▸ What you are asked to do: Check each line of the records for "QueueError"; collect those that have it.

[Collected data entries]
************

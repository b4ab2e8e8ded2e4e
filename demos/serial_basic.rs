//! # Serial Queue Example
//!
//! Shows ordered, non-overlapping execution from several producers and how
//! work errors reach only the caller that awaited them.
//!
//! ## Run
//! ```bash
//! cargo run --example serial_basic
//! ```

use std::sync::{Arc, Mutex};
use std::time::Duration;

use anyhow::Context;
use taskserial::{QueueConfig, QueueError, SerialQueue};
use tokio_util::sync::CancellationToken;

#[derive(Debug)]
enum StoreError {
    Queue(QueueError),
    Conflict(String),
}

impl From<QueueError> for StoreError {
    fn from(e: QueueError) -> Self {
        StoreError::Queue(e)
    }
}

impl std::fmt::Display for StoreError {
    fn fmt(&self, f: &mut std::fmt::Formatter<'_>) -> std::fmt::Result {
        match self {
            StoreError::Queue(e) => write!(f, "queue: {e}"),
            StoreError::Conflict(key) => write!(f, "conflict on {key}"),
        }
    }
}

impl std::error::Error for StoreError {}

#[tokio::main]
async fn main() -> anyhow::Result<()> {
    let queue = Arc::new(SerialQueue::with_config(
        QueueConfig::default().with_label("store"),
    ));
    let journal = Arc::new(Mutex::new(Vec::new()));

    let mut producers = Vec::new();
    for producer in 0..3 {
        let queue = queue.clone();
        let journal = journal.clone();
        producers.push(tokio::spawn(async move {
            for n in 0..3 {
                let journal = journal.clone();
                queue.submit(move |_ctx: CancellationToken| async move {
                    tokio::time::sleep(Duration::from_millis(5)).await;
                    journal.lock().unwrap().push(format!("p{producer}-{n}"));
                });
            }
        }));
    }
    for p in producers {
        p.await?;
    }

    let entries = queue
        .submit_and_await({
            let journal = journal.clone();
            move |_ctx| async move { journal.lock().unwrap().len() }
        })
        .await
        .context("count journal entries")?;
    println!("journal has {entries} entries: {:?}", journal.lock().unwrap());

    let res: Result<(), StoreError> = queue
        .try_submit_and_await(|_ctx| async { Err(StoreError::Conflict("user:42".into())) })
        .await;
    println!("conflicting write -> {:?}", res);

    queue.shutdown_and_await().await;
    println!("state after shutdown: {}", queue.state());
    Ok(())
}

************

▸ Written answer:
use taskserial::{QueueConfig, QueueError, SerialQueue};
    Queue(QueueError),
impl From<QueueError> for StoreError {
    fn from(e: QueueError) -> Self {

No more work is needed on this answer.